I have an appointment with a travel medicine/infectious disease doctor a month before the cruise embarks. Her office says I will most likely have to get a typhoid vaccination, and since I had a HEP A vaccination, I don't have to do it again. I'm hoping to avoid the cholera/malaria drugs as those are expensive (they are not vaccinations apparently). Also, from what I've read, they are not great for those who are already on a lot of medications. I guess I'm worrying because I was hospitalized a year ago for a bad stomach infection, and I already have "pre-exisiting" conditions. I don't know if I'm considered "immuno-compromised" or not but it feels like it sometimes. I'm erring on the side of caution I suppose. Thanks all for your feedback. I have enough information now.

 

The CDC provides advice for cholera prevention.

https://www.cdc.gov/cholera/preventionsteps.html

If you are traveling in an area where it is a concern, stick to bottled water/drinks and cooked food served hot and peel fruits.
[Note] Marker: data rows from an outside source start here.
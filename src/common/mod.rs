pub mod config;

pub use config::{ConfigError, ImpactConfig, DEFAULT_VARIATION};
//! World-to-body coordinate conversion.

use crate::math::{Transform, Vec2};

/// Expresses `world_point` in the local frame of a body placed at `transform`.
pub fn world_to_local(world_point: Vec2, transform: &Transform) -> Vec2 {
    transform.inv_world_matrix().transform_point(world_point)
}
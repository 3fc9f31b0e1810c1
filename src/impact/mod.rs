pub mod geometry;
pub mod velocity;

pub use geometry::world_to_local;
pub use velocity::{differential_speed, point_velocity};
Water and food aboard your ship shouldn't be a concern as it is produced from sea water by the ship's plant.

 

I've not taken anti-malarial drugs on cruises. Malaria infection is from mosquito bites and those bites can carry other infections that don't have vaccines (e.g. zika and dengue fever). So unless spending a lot of time in a place where malaria risk is high, it's generally better to prevent bites using mosquito repellent (picardin or DEET). I prefer to use picardin because it is as effective as DEET, is non-greasy, has little smell and won't harm plastics. Sawyer is a brand available in the US that uses picardin. Anti-malaria drugs function by making your blood unfriendly (i.e. toxic) to the parasite, but your body may not react well to the drug either. I've taken anti-malaria drugs for land trips in areas where it is endemic, but not for cruises where the time exposure isn't that long.

 

CDC information on Malaria including the risk per country.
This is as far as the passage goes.